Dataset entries
Content starts
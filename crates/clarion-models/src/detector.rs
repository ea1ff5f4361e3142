//! Level and noise-floor tracking.

use clarion_core::one_pole_coeff;

/// Peak envelope follower with separate attack and release.
#[derive(Debug, Clone)]
pub struct LevelDetector {
    envelope: f32,
    attack_coeff: f32,
    release_coeff: f32,
    attack_ms: f32,
    release_ms: f32,
}

impl LevelDetector {
    /// Creates a detector; call [`set_sample_rate`](Self::set_sample_rate)
    /// before use.
    pub fn new(attack_ms: f32, release_ms: f32) -> Self {
        Self {
            envelope: 0.0,
            attack_coeff: 0.0,
            release_coeff: 0.0,
            attack_ms,
            release_ms,
        }
    }

    /// Recomputes coefficients for `sample_rate`.
    pub fn set_sample_rate(&mut self, sample_rate: u32) {
        self.attack_coeff = one_pole_coeff(self.attack_ms, sample_rate);
        self.release_coeff = one_pole_coeff(self.release_ms, sample_rate);
    }

    /// Feeds one sample and returns the envelope.
    ///
    /// Non-finite input counts as silence.
    #[inline]
    pub fn process(&mut self, input: f32) -> f32 {
        let level = if input.is_finite() { input.abs() } else { 0.0 };
        let coeff = if level > self.envelope {
            self.attack_coeff
        } else {
            self.release_coeff
        };
        self.envelope = level + coeff * (self.envelope - level);
        self.envelope
    }

    /// Current envelope.
    pub fn envelope(&self) -> f32 {
        self.envelope
    }

    /// Drops to silence.
    pub fn reset(&mut self) {
        self.envelope = 0.0;
    }
}

/// Minimum-statistics noise floor estimate.
///
/// Falls immediately to any lower envelope and creeps upward slowly, so
/// sustained speech does not drag the floor up but a rising background does.
#[derive(Debug, Clone)]
pub struct NoiseFloor {
    floor: f32,
    rise: f32,
    rise_ms: f32,
}

impl NoiseFloor {
    /// Floor after a reset.
    pub const INITIAL: f32 = 1e-4;

    /// Creates a tracker whose floor rises by a factor of e every `rise_ms`.
    pub fn new(rise_ms: f32) -> Self {
        Self {
            floor: Self::INITIAL,
            rise: 1.0,
            rise_ms,
        }
    }

    /// Recomputes the rise rate for `sample_rate`.
    pub fn set_sample_rate(&mut self, sample_rate: u32) {
        let frames = self.rise_ms * sample_rate as f32 / 1000.0;
        self.rise = if frames > 1.0 { libm::expf(1.0 / frames) } else { 1.0 };
    }

    /// Feeds one envelope value and returns the updated floor.
    #[inline]
    pub fn process(&mut self, envelope: f32) -> f32 {
        self.floor = (self.floor * self.rise).min(envelope).max(1e-6);
        self.floor
    }

    /// Current floor.
    pub fn floor(&self) -> f32 {
        self.floor
    }

    /// Restores the initial floor.
    pub fn reset(&mut self) {
        self.floor = Self::INITIAL;
    }
}
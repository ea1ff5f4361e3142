//! Fixed multi-channel delay used to align output with a model's lookahead.
//!
//! The line is sized once in [`LatencyLine::configure`]; afterwards
//! [`exchange`](LatencyLine::exchange) and [`advance`](LatencyLine::advance)
//! never allocate.

/// Per-channel ring buffers sharing one write head.
#[derive(Debug, Clone, Default)]
pub struct LatencyLine {
    buf: Vec<f32>,
    num_channels: usize,
    delay: usize,
    pos: usize,
}

impl LatencyLine {
    /// Creates an empty, zero-delay line.
    pub fn new() -> Self {
        Self::default()
    }

    /// Resizes for `num_channels` channels delayed by `delay` frames and
    /// clears the contents.
    pub fn configure(&mut self, num_channels: usize, delay: usize) {
        self.num_channels = num_channels;
        self.delay = delay;
        self.pos = 0;
        self.buf.clear();
        self.buf.resize(num_channels * delay, 0.0);
    }

    /// Delay in frames.
    pub fn delay(&self) -> usize {
        self.delay
    }

    /// Stores `input` for `channel` and returns the sample written `delay`
    /// frames ago. Call once per channel, then [`advance`](Self::advance).
    #[inline]
    pub fn exchange(&mut self, channel: usize, input: f32) -> f32 {
        if self.delay == 0 {
            return input;
        }
        let slot = &mut self.buf[channel * self.delay + self.pos];
        core::mem::replace(slot, input)
    }

    /// Moves the write head to the next frame.
    #[inline]
    pub fn advance(&mut self) {
        if self.delay != 0 {
            self.pos = (self.pos + 1) % self.delay;
        }
    }

    /// Fills the line with silence.
    pub fn clear(&mut self) {
        self.buf.fill(0.0);
        self.pos = 0;
    }
}

#[cfg(test)]
mod tests {
    use super::*;

    #[test]
    fn zero_delay_passes_through() {
        let mut line = LatencyLine::new();
        line.configure(2, 0);
        assert_eq!(line.exchange(1, 0.5), 0.5);
        line.advance();
    }

    #[test]
    fn impulse_reappears_after_delay() {
        let mut line = LatencyLine::new();
        line.configure(2, 3);
        let mut out = Vec::new();
        for n in 0..6 {
            let x = if n == 0 { 1.0 } else { 0.0 };
            out.push((line.exchange(0, x), line.exchange(1, -x)));
            line.advance();
        }
        assert_eq!(out[3], (1.0, -1.0));
        assert!(out.iter().enumerate().all(|(i, s)| i == 3 || *s == (0.0, 0.0)));
    }

    #[test]
    fn clear_drops_history() {
        let mut line = LatencyLine::new();
        line.configure(1, 2);
        line.exchange(0, 1.0);
        line.advance();
        line.clear();
        for _ in 0..3 {
            assert_eq!(line.exchange(0, 0.0), 0.0);
            line.advance();
        }
    }
}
Content ends
Copy out each line of the data where the string "LevelDetector" appears.

pub struct LevelDetector {
impl LevelDetector {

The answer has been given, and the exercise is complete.